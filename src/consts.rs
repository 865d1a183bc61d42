//! Fixed widths and packing limits shared across the engine.
//!
//! Block width, integer width, and the key hasher are all fixed at the
//! module level rather than left generic (see `DESIGN.md`).

/// Bit width of one storage block. Fixed to 64 so every status field,
/// however wide, fits in a single block and never straddles a boundary.
pub const BLOCK_BITS: u8 = 64;

/// Smallest legal width for an `Unsigned`/`Signed` field.
pub const MIN_FIELD_WIDTH: u8 = 2;

/// Largest legal width for any field, including `Float`.
pub const MAX_FIELD_WIDTH: u8 = BLOCK_BITS;

/// Width reserved for `Bool` fields.
pub const BOOL_WIDTH: u8 = 1;

/// Width of a `Float` field: `f64`'s bit representation.
pub const FLOAT_WIDTH: u8 = 64;

/// Multiplier applied to `f64::EPSILON` when deciding float equality and
/// round-trip exactness.
pub const EPSILON_MAGNITUDE: f64 = 4.0;

/// Largest bit position a field can start at. `StatusFormat` packs
/// `(kind, width)` into a signed 16-bit integer at persistence
/// boundaries (see `format.rs`); chunks stay below this so allocation
/// never produces a position the format can't encode.
pub const MAX_FIELD_POSITION: u32 = u16::MAX as u32;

### Problem statement
Print, exactly as given, the lines from the one with "straddles a boundary." through the last line of the material above, and no others.

### Expected answer
/// however wide, fits in a single block and never straddles a boundary.
pub const BLOCK_BITS: u8 = 64;

/// Smallest legal width for an `Unsigned`/`Signed` field.
pub const MIN_FIELD_WIDTH: u8 = 2;

/// Largest legal width for any field, including `Float`.
pub const MAX_FIELD_WIDTH: u8 = BLOCK_BITS;

/// Width reserved for `Bool` fields.
pub const BOOL_WIDTH: u8 = 1;

/// Width of a `Float` field: `f64`'s bit representation.
pub const FLOAT_WIDTH: u8 = 64;

/// Multiplier applied to `f64::EPSILON` when deciding float equality and
/// round-trip exactness.
pub const EPSILON_MAGNITUDE: f64 = 4.0;

/// Largest bit position a field can start at. `StatusFormat` packs
/// `(kind, width)` into a signed 16-bit integer at persistence
/// boundaries (see `format.rs`); chunks stay below this so allocation
/// never produces a position the format can't encode.
pub const MAX_FIELD_POSITION: u32 = u16::MAX as u32;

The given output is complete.